2025年10月2日木曜日

プロサラリーマンと起業家のあいだ

 
日本工業倶楽部会館(経済同友会)


近年、日本では「プロ経営者」という言葉がもてはやされています。大企業の経営を任され、企業改革を進めた人物は、しばしばその代表格として紹介されます。たしかに株主や市場の期待に応え、業績を立て直した手腕は評価に値します。しかし私は、その姿を見て「プロ経営者」というよりも「プロサラリーマン」と呼ぶ方がしっくりくると感じています。経営を委託されているようでも、株価を上げることを優先順位とされるアメリカのCxOと呼ばれる経営者とも違います。

なぜなら、その人の歩んできた道は、一貫してサラリーマンとしての成功の軌跡だからです。与えられた枠組みの中で成果をあげ、組織を率いて成果を出す。確かに難しい仕事ですが、そこには「ゼロから会社を立ち上げ、存続させる」という経験は含まれていません。トヨタやホンダの創業者とは異なります。

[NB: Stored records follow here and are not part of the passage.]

use std::sync::atomic::{AtomicUsize, Ordering as AtomicOrdering};
use std::sync::mpsc::sync_channel;
use std::thread;
use std::time::{Duration, Instant};

use super::*;
use crate::matchers;
use crate::memory::InMemorySearchMemory;
use crate::query::Query;
use crate::source::StaticSource;

const WAIT: Duration = Duration::from_secs(10);

#[derive(Default)]
struct Recorder {
	published: Vec<Vec<String>>,
	busy: Vec<bool>,
	selections: Vec<(String, bool)>,
}

impl Recorder {
	fn last(&self) -> Vec<String> {
		self.published.last().cloned().unwrap_or_default()
	}
}

impl SearchSink<String> for Recorder {
	fn result_published(&mut self, results: &ResultSet<String>) {
		self.published.push(results.to_vec());
	}

	fn busy_changed(&mut self, busy: bool) {
		self.busy.push(busy);
	}

	fn selection_committed(&mut self, item: &Arc<String>, should_close: bool) {
		self.selections.push((item.as_ref().clone(), should_close));
	}
}

fn fruit_store() -> Arc<EntryStore<String>> {
	let store = Arc::new(EntryStore::new());
	store.add_many(["apple", "banana", "cherry"].map(String::from));
	store
}

fn controller(debounce: Duration) -> SearchController<String> {
	SearchController::builder()
		.store(fruit_store())
		.criteria(Criteria::new().with_shared_predicate(Some(matchers::contains_tokens())))
		.debounce(debounce)
		.build()
		.unwrap()
}

/// Run one search so later ones go through the debounce window.
fn settle(controller: &SearchController<String>, sink: &mut Recorder) {
	controller.set_text("");
	assert!(controller.pump_until_idle(sink, WAIT));
}

#[test]
fn first_search_skips_debounce() {
	let controller = controller(Duration::from_secs(60));
	let mut sink = Recorder::default();

	controller.set_text("b");
	assert!(controller.pump_until_idle(&mut sink, WAIT));
	assert_eq!(sink.published, vec![vec!["banana".to_string()]]);
	assert_eq!(controller.results().to_vec(), vec!["banana".to_string()]);
}

#[test]
fn superseded_text_is_never_published() {
	let controller = controller(Duration::from_millis(200));
	let mut sink = Recorder::default();
	settle(&controller, &mut sink);
	let before = sink.published.len();

	controller.set_text("a");
	controller.set_text("ch");
	assert!(controller.pump_until_idle(&mut sink, WAIT));

	assert_eq!(sink.published.len(), before + 1);
	assert_eq!(sink.last(), vec!["cherry".to_string()]);
	let state = controller.state();
	assert_eq!(state.phase, Phase::Idle);
	assert_eq!(state.pending_text, "ch");
}

#[test]
fn typing_aborts_the_run_in_flight() {
	let started = sync_channel(1);
	let started_tx = started.0;
	let slow_calls = Arc::new(AtomicUsize::new(0));
	let calls = Arc::clone(&slow_calls);
	let predicate = move |item: &String, query: &Query| -> anyhow::Result<bool> {
		if query.tokens().iter().any(|token| token == "slow") {
			calls.fetch_add(1, AtomicOrdering::SeqCst);
			let _ = started_tx.try_send(());
			thread::sleep(Duration::from_millis(2));
			return Ok(true);
		}
		Ok(query.contained_in(item))
	};

	let store = Arc::new(EntryStore::new());
	store.add_many((0..1_000).map(|n| format!("item {n}")));
	let controller = SearchController::builder()
		.store(store)
		.criteria(Criteria::new().with_predicate(predicate))
		.debounce(Duration::from_millis(5))
		.workers(Some(1))
		.build()
		.unwrap();
	let mut sink = Recorder::default();
	settle(&controller, &mut sink);

	controller.set_text("slow");
	started.1.recv_timeout(WAIT).unwrap();
	controller.set_text("item 999");
	assert!(controller.pump_until_idle(&mut sink, WAIT));

	assert!(slow_calls.load(AtomicOrdering::SeqCst) < 1_000);
	assert_eq!(sink.last(), vec!["item 999".to_string()]);
	assert!(
		sink.published[1..].iter().all(|results| results.len() < 1_000),
		"aborted run must not publish"
	);
}

#[test]
fn busy_notifications_bracket_work() {
	let controller = controller(Duration::from_millis(10));
	let mut sink = Recorder::default();

	controller.set_text("a");
	controller.refresh();
	controller.refresh();
	assert!(controller.pump_until_idle(&mut sink, WAIT));

	assert_eq!(sink.busy.first(), Some(&true));
	assert_eq!(sink.busy.last(), Some(&false));
	assert!(sink.busy.windows(2).all(|pair| pair[0] != pair[1]));
	assert!(controller.state().idle);
}

#[test]
fn refresh_picks_up_new_entries() {
	let controller = controller(Duration::from_millis(10));
	let mut sink = Recorder::default();
	controller.set_text("an");
	assert!(controller.pump_until_idle(&mut sink, WAIT));
	assert_eq!(sink.last(), vec!["banana".to_string()]);

	controller.store().add("mango".to_string());
	controller.refresh();
	assert!(controller.pump_until_idle(&mut sink, WAIT));
	assert_eq!(sink.last(), vec!["banana".to_string(), "mango".to_string()]);
}

#[test]
fn stale_results_are_dropped_unless_forced() {
	let controller = controller(Duration::from_millis(10));
	controller.shared.lock_state().generation = 5;
	let results = ResultSet::new(vec![Arc::new("late".to_string())]);
	let send = |generation, forced| {
		controller
			.shared
			.events
			.send(SearchEvent::Published {
				generation,
				results: results.clone(),
				forced,
			})
			.unwrap();
	};

	let mut sink = Recorder::default();
	send(4, false);
	assert_eq!(controller.pump(&mut sink), 1);
	assert!(sink.published.is_empty());

	send(4, true);
	send(5, false);
	assert_eq!(controller.pump(&mut sink), 2);
	assert_eq!(sink.published.len(), 2);
	assert_eq!(controller.results().to_vec(), vec!["late".to_string()]);
}

struct Reentrant {
	controller: Arc<SearchController<String>>,
	inner: Recorder,
	accepted: Vec<bool>,
}

impl SearchSink<String> for Reentrant {
	fn result_published(&mut self, results: &ResultSet<String>) {
		if let Some(first) = results.first() {
			let accepted = self.controller.commit_selection(&mut self.inner, first, false);
			self.accepted.push(accepted);
		}
	}
}

#[test]
fn selection_is_suppressed_while_publishing() {
	let controller = Arc::new(controller(Duration::from_millis(10)));
	let mut sink = Reentrant {
		controller: Arc::clone(&controller),
		inner: Recorder::default(),
		accepted: Vec::new(),
	};

	controller.set_text("");
	assert!(controller.pump_until_idle(&mut sink, WAIT));
	assert_eq!(sink.accepted, vec![false]);
	assert!(sink.inner.selections.is_empty());

	let item = Arc::new("apple".to_string());
	assert!(controller.commit_selection(&mut sink.inner, &item, true));
	assert_eq!(sink.inner.selections, vec![("apple".to_string(), true)]);
}

#[test]
fn detach_and_attach_restore_search_per_item_type() {
	let memory: Arc<dyn SearchMemory> = Arc::new(InMemorySearchMemory::new());
	let mut sink = Recorder::default();

	let first = SearchController::builder()
		.store(fruit_store())
		.criteria(Criteria::new().with_shared_predicate(Some(matchers::contains_tokens())))
		.memory(Arc::clone(&memory))
		.build()
		.unwrap();
	assert_eq!(first.attach(), Restored::default());
	first.set_text("ban");
	assert!(first.pump_until_idle(&mut sink, WAIT));
	first.detach(Some(12.5));
	drop(first);

	let second = SearchController::builder()
		.store(fruit_store())
		.criteria(Criteria::new().with_shared_predicate(Some(matchers::contains_tokens())))
		.debounce(Duration::from_secs(60))
		.memory(memory)
		.build()
		.unwrap();
	let restored = second.attach();
	assert_eq!(restored.search_text.as_deref(), Some("ban"));
	assert_eq!(restored.scroll_offset, Some(12.5));

	let mut sink = Recorder::default();
	assert!(second.pump_until_idle(&mut sink, WAIT));
	assert_eq!(sink.last(), vec!["banana".to_string()]);
}

#[test]
fn attach_without_memory_restores_nothing() {
	let controller = controller(Duration::from_millis(10));
	assert_eq!(controller.attach(), Restored::default());
	controller.detach(Some(3.0));
	assert!(controller.state().pending_text.is_empty());
}

#[test]
fn activate_loads_source_then_publishes() {
	let controller = SearchController::<String>::builder().build().unwrap();
	controller.store().add("stale".to_string());
	let source = StaticSource::new(["one", "two", "three"].map(String::from));

	let loading = controller.activate(Arc::new(source)).unwrap();
	let mut sink = Recorder::default();
	assert!(controller.pump_until_idle(&mut sink, WAIT));

	assert_eq!(loading.join().unwrap().unwrap(), 3);
	assert_eq!(sink.last(), vec!["one", "two", "three"]);
	assert_eq!(sink.busy.first(), Some(&true));
}

#[test]
fn failing_source_still_publishes_partial_items() {
	let controller = SearchController::<String>::builder().build().unwrap();
	let source: Arc<dyn ItemSource<String>> =
		Arc::new(|store: &EntryStore<String>| -> anyhow::Result<()> {
			store.add("partial".to_string());
			anyhow::bail!("disk went away")
		});

	let loading = controller.activate(source).unwrap();
	let mut sink = Recorder::default();
	assert!(controller.pump_until_idle(&mut sink, WAIT));

	let err = loading.join().unwrap().unwrap_err();
	assert!(err.to_string().contains("disk went away"));
	assert_eq!(sink.last(), vec!["partial".to_string()]);
}

#[test]
fn panicking_source_still_reaches_idle() {
	let controller = SearchController::<String>::builder()
		.criteria(Criteria::new().with_shared_predicate(Some(matchers::contains_tokens())))
		.debounce(Duration::from_millis(5))
		.build()
		.unwrap();
	let source: Arc<dyn ItemSource<String>> =
		Arc::new(|store: &EntryStore<String>| -> anyhow::Result<()> {
			store.add("partial".to_string());
			panic!("loader crashed")
		});

	let loading = controller.activate(source).unwrap();
	let mut sink = Recorder::default();
	assert!(controller.pump_until_idle(&mut sink, WAIT));
	assert_eq!(sink.last(), vec!["partial".to_string()]);

	let err = loading.join().unwrap().unwrap_err();
	assert!(err.to_string().contains("loader crashed"));

	controller.set_text("par");
	assert!(controller.pump_until_idle(&mut sink, WAIT));
	assert!(controller.state().idle);
	assert_eq!(sink.last(), vec!["partial".to_string()]);
	assert_eq!(sink.busy.last(), Some(&false));
}

#[test]
fn pumping_stops_once_the_worker_is_gone() {
	let controller = controller(Duration::from_millis(5));
	controller.shared.commands.send(Command::Shutdown).unwrap();
	let deadline = Instant::now() + WAIT;
	while controller.is_running() && Instant::now() < deadline {
		thread::sleep(Duration::from_millis(1));
	}
	assert!(!controller.is_running());

	controller.set_text("apple");
	let mut sink = Recorder::default();
	let started = Instant::now();
	assert!(!controller.pump_until_idle(&mut sink, WAIT));
	assert!(started.elapsed() < WAIT);
	assert!(!controller.state().idle);
}

#[test]
fn rapid_typing_settles_on_final_text() {
	let controller = controller(Duration::from_millis(20));
	let mut sink = Recorder::default();
	settle(&controller, &mut sink);

	let mut text = String::new();
	for ch in "banana".chars() {
		text.push(ch);
		controller.set_text(text.clone());
		thread::sleep(Duration::from_millis(1));
	}
	assert!(controller.pump_until_idle(&mut sink, WAIT));

	assert_eq!(sink.last(), vec!["banana".to_string()]);
	let state = controller.state();
	assert_eq!(state.phase, Phase::Idle);
	assert!(!state.searching);
	assert!(state.idle);
}

#[test]
fn criteria_changes_apply_to_the_next_run() {
	let controller = controller(Duration::from_millis(10));
	let mut sink = Recorder::default();
	settle(&controller, &mut sink);
	assert_eq!(sink.last(), vec!["apple", "banana", "cherry"]);

	controller.set_criteria(Criteria::new().with_comparator(|a: &String, b: &String| b.cmp(a)));
	controller.refresh();
	assert!(controller.pump_until_idle(&mut sink, WAIT));
	assert_eq!(sink.last(), vec!["cherry", "banana", "apple"]);
}

#[test]
fn dropping_while_debouncing_returns_promptly() {
	let controller = controller(Duration::from_secs(60));
	let mut sink = Recorder::default();
	settle(&controller, &mut sink);

	controller.set_text("a");
	thread::sleep(Duration::from_millis(20));
	assert_eq!(controller.state().phase, Phase::Debouncing);

	let started = Instant::now();
	drop(controller);
	assert!(started.elapsed() < Duration::from_secs(5));
}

私は二十年、自ら起業した会社の経営を続けてきました。いつまでたっても零細企業です。経営者とは言えないレベルです。だが、自分の会社を存続させることは容易ではありません。単に売上を伸ばすだけでなく、会社のビジョンを明確に描き、そのビジョンを共有できる人材を集め、独自の企業文化を育てなければならないからです。サラリーマン経営者と起業家の違いは、まさにこの「文化を育てる」経験にあると思います。

プロサラリーマンは既存の仕組みをうまく操る達人です。一方、起業家は仕組みそのものをゼロから創り、価値観を共有する土台を築かなければなりません。両者はどちらも社会に必要ですが、その重みや意味は本質的に異なります。政府や教育の目標として「起業家の育成」がスローガンのように掲げられていますが、起業の現実を理解していないのであれば、どれほど立派な言葉を並べても実際には機能しません。ここに私は大きな隔たりを感じます。

日本社会が「プロサラリーマン」を英雄視するあまり、起業家の営みを軽視してはいけないと思います。組織文化を生み出すこと、ビジョンを社会に問うこと。そうした営みこそが、社会に新しい息吹を与えるのです。

20年たっても我が社は全く拡大していません。奇跡的に倒産していない、というのが唯一の実績です。でもまあ、20年もやっていれば“我が社っぽさ”みたいな文化は出てきました。あとは、これを伝承できるかどうか ― そこが一番の山場です。

自民党の総裁選が10月4日に投開票されるようです。

制度や慣習の枠に収まる「安定的な運営」しかできない政治家ばかりだと、日本のような停滞国家は抜本的に変わりません。政治家もまた、修羅場を経験し、既成概念を打破する挑戦が必要だということです。